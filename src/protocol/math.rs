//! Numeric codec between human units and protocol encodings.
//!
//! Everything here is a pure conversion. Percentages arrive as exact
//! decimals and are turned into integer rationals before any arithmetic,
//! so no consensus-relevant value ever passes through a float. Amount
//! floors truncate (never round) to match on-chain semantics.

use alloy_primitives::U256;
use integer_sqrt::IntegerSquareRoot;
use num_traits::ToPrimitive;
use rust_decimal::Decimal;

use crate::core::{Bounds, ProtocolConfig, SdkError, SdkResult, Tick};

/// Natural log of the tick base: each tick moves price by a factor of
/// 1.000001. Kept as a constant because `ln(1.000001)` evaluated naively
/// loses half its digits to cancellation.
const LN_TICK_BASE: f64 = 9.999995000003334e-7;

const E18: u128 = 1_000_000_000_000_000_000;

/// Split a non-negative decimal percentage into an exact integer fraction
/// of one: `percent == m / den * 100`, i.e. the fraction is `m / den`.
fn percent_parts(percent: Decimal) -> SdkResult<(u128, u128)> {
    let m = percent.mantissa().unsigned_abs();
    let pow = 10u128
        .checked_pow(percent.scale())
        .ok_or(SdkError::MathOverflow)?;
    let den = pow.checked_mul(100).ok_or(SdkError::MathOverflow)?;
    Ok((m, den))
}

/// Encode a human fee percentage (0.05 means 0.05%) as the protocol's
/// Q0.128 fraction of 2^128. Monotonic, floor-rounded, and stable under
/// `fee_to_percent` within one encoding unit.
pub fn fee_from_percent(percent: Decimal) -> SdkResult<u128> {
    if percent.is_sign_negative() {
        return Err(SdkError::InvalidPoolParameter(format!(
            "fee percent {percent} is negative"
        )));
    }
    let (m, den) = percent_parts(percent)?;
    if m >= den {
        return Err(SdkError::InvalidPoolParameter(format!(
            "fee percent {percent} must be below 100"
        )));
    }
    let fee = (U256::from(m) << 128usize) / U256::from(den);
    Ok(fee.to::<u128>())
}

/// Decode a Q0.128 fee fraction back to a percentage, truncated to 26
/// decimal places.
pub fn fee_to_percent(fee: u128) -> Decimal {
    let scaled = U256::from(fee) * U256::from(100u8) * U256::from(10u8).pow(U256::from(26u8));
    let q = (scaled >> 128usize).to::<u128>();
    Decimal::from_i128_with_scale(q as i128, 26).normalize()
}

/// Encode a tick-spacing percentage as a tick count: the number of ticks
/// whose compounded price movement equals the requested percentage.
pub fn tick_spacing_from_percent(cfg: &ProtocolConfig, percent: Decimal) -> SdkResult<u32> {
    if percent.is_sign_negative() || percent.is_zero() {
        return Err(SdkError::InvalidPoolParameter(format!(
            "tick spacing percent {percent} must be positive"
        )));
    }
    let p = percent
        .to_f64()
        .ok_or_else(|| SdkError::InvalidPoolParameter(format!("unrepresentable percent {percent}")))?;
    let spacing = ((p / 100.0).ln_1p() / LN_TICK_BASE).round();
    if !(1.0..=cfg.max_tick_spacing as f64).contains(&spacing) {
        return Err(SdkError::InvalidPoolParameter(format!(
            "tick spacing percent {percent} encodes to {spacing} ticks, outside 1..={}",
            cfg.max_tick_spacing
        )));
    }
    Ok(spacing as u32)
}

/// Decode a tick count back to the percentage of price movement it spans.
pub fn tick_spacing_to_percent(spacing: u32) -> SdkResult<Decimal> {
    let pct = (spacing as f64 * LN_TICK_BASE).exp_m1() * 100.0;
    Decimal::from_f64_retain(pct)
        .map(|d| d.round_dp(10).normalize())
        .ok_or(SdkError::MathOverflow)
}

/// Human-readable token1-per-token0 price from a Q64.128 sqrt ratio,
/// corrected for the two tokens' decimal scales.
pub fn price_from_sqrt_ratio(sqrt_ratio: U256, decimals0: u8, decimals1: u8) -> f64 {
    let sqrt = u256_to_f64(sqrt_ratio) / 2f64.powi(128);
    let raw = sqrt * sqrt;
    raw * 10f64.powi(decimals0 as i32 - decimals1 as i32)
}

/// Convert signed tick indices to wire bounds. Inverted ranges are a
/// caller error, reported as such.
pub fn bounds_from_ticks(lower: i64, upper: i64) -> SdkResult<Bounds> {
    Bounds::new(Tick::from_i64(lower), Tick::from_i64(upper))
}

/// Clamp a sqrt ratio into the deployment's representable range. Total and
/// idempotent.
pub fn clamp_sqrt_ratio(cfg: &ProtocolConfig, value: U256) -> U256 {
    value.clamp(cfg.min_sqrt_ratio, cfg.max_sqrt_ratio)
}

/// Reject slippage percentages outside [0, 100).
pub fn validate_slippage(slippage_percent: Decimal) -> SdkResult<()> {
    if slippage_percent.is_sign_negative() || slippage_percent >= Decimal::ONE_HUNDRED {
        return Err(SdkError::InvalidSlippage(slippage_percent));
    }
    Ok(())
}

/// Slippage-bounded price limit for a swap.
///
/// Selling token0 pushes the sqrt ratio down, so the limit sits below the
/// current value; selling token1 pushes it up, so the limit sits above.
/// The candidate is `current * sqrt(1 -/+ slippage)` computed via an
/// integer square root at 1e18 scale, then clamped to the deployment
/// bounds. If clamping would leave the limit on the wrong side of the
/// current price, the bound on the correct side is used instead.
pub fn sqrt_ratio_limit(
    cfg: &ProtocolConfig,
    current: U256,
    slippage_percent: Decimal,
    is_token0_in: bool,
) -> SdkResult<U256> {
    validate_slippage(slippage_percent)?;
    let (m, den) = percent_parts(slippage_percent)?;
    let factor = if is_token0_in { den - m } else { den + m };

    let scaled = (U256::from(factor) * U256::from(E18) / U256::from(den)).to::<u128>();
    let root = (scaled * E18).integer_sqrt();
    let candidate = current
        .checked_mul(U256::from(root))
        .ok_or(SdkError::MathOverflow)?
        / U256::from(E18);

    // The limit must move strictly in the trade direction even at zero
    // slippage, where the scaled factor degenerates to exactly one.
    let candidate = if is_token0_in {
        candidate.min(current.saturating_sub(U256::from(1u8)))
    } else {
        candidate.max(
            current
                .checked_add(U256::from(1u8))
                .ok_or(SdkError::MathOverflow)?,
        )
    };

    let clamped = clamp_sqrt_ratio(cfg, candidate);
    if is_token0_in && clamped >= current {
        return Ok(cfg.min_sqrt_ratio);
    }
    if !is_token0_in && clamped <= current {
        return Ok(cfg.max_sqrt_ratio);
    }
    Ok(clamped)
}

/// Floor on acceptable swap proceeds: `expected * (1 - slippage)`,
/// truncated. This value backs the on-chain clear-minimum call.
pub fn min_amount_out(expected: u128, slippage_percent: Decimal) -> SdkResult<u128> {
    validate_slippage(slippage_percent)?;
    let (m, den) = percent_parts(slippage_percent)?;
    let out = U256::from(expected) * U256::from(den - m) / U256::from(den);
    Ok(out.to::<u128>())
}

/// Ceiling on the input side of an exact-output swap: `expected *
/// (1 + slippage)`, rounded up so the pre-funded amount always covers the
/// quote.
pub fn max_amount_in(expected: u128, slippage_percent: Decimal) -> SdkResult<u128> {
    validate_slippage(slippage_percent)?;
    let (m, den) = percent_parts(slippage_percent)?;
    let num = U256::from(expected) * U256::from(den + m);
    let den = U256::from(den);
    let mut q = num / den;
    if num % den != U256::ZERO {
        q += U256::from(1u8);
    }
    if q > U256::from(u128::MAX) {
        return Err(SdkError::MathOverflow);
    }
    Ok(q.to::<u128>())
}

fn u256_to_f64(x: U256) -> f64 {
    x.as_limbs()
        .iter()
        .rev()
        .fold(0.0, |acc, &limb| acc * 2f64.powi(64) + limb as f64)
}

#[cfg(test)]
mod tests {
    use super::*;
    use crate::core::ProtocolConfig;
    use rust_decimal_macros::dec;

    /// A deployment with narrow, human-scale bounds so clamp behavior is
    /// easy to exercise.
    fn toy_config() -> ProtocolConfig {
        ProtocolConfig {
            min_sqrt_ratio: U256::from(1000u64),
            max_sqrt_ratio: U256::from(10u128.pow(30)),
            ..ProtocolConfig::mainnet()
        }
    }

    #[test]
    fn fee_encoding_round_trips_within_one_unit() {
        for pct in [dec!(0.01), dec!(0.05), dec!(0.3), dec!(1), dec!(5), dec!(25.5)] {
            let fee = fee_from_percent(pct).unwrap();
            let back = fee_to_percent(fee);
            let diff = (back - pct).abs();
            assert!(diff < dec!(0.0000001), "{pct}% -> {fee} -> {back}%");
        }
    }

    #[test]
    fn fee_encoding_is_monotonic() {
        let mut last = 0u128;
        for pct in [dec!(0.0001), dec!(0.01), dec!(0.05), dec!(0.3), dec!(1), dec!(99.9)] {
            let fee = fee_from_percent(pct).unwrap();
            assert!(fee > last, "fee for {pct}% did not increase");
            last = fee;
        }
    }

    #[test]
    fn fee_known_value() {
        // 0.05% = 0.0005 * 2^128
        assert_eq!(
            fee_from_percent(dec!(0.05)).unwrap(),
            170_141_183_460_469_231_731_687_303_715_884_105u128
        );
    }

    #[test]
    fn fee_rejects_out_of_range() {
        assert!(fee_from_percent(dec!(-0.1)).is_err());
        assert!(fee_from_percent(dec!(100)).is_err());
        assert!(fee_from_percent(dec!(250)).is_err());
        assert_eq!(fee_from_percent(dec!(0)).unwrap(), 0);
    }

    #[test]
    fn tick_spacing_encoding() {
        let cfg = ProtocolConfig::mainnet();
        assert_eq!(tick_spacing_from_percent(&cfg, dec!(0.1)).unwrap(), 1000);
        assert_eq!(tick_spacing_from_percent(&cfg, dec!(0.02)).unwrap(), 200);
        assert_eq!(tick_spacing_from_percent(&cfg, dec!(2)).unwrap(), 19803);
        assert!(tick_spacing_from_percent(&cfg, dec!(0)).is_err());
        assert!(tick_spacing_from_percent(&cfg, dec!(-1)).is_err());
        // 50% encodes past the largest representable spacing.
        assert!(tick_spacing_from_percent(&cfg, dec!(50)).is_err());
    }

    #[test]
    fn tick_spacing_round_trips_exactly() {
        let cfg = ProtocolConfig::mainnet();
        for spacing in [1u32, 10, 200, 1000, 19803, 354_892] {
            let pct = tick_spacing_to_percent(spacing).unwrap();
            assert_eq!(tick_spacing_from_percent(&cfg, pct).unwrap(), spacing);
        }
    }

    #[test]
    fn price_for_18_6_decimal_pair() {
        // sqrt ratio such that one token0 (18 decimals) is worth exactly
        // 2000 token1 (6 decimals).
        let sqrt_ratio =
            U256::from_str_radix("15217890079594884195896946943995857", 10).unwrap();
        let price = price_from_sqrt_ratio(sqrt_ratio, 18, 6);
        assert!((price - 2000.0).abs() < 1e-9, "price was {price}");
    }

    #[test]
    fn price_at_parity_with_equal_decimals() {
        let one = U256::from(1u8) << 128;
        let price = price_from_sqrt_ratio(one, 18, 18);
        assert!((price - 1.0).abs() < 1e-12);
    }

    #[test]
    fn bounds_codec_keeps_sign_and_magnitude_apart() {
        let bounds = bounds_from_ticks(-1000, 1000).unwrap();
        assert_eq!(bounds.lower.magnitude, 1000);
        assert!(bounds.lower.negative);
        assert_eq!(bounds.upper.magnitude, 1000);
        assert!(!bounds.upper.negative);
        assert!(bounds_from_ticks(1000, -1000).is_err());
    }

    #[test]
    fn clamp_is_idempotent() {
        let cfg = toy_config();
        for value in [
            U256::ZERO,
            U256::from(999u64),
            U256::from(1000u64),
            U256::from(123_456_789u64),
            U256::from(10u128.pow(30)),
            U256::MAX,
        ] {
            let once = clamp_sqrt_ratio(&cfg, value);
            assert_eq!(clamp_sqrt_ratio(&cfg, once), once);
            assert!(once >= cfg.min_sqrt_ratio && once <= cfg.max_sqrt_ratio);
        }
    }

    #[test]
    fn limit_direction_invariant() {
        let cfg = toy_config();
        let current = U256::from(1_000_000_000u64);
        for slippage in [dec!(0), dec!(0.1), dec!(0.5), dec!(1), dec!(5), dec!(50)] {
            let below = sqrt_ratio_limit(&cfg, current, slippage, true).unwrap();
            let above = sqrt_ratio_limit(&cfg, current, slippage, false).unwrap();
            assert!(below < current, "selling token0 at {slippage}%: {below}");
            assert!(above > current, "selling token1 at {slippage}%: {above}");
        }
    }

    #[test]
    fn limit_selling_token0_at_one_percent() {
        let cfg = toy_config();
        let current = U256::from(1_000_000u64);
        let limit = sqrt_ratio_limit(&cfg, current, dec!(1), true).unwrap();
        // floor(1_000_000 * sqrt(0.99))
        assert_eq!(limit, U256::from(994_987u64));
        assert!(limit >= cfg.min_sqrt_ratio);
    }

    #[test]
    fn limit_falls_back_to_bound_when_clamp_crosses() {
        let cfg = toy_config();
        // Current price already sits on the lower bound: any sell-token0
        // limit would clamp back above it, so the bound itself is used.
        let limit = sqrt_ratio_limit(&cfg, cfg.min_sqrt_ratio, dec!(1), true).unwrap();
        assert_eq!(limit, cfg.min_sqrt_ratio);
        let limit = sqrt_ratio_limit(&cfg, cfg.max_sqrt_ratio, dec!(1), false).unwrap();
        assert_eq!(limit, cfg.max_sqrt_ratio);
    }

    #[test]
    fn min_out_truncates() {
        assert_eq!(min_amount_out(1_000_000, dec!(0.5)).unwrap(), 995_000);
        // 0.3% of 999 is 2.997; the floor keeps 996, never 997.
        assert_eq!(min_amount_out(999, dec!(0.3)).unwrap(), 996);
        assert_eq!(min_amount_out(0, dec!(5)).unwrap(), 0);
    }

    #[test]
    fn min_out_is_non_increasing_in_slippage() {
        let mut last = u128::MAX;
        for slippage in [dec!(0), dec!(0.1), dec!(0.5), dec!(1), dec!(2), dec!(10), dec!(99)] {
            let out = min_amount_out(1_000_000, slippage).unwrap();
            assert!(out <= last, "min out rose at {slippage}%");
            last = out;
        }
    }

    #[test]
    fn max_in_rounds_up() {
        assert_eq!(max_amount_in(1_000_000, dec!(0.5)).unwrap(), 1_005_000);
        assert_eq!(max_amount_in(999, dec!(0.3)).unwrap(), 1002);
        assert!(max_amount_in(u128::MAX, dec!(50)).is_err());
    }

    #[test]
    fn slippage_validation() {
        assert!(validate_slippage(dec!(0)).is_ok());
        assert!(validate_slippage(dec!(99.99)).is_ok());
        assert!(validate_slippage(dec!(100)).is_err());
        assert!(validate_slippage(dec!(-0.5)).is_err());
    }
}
*****
What you retype should run from the first line of the entries above through the line containing "let fee = (U256::from(m)", exactly and in full.

filename src/protocol/math.rs
//! Numeric codec between human units and protocol encodings.
//!
//! Everything here is a pure conversion. Percentages arrive as exact
//! decimals and are turned into integer rationals before any arithmetic,
//! so no consensus-relevant value ever passes through a float. Amount
//! floors truncate (never round) to match on-chain semantics.

use alloy_primitives::U256;
use integer_sqrt::IntegerSquareRoot;
use num_traits::ToPrimitive;
use rust_decimal::Decimal;

use crate::core::{Bounds, ProtocolConfig, SdkError, SdkResult, Tick};

/// Natural log of the tick base: each tick moves price by a factor of
/// 1.000001. Kept as a constant because `ln(1.000001)` evaluated naively
/// loses half its digits to cancellation.
const LN_TICK_BASE: f64 = 9.999995000003334e-7;

const E18: u128 = 1_000_000_000_000_000_000;

/// Split a non-negative decimal percentage into an exact integer fraction
/// of one: `percent == m / den * 100`, i.e. the fraction is `m / den`.
fn percent_parts(percent: Decimal) -> SdkResult<(u128, u128)> {
    let m = percent.mantissa().unsigned_abs();
    let pow = 10u128
        .checked_pow(percent.scale())
        .ok_or(SdkError::MathOverflow)?;
    let den = pow.checked_mul(100).ok_or(SdkError::MathOverflow)?;
    Ok((m, den))
}

/// Encode a human fee percentage (0.05 means 0.05%) as the protocol's
/// Q0.128 fraction of 2^128. Monotonic, floor-rounded, and stable under
/// `fee_to_percent` within one encoding unit.
pub fn fee_from_percent(percent: Decimal) -> SdkResult<u128> {
    if percent.is_sign_negative() {
        return Err(SdkError::InvalidPoolParameter(format!(
            "fee percent {percent} is negative"
        )));
    }
    let (m, den) = percent_parts(percent)?;
    if m >= den {
        return Err(SdkError::InvalidPoolParameter(format!(
            "fee percent {percent} must be below 100"
        )));
    }
    let fee = (U256::from(m) << 128usize) / U256::from(den);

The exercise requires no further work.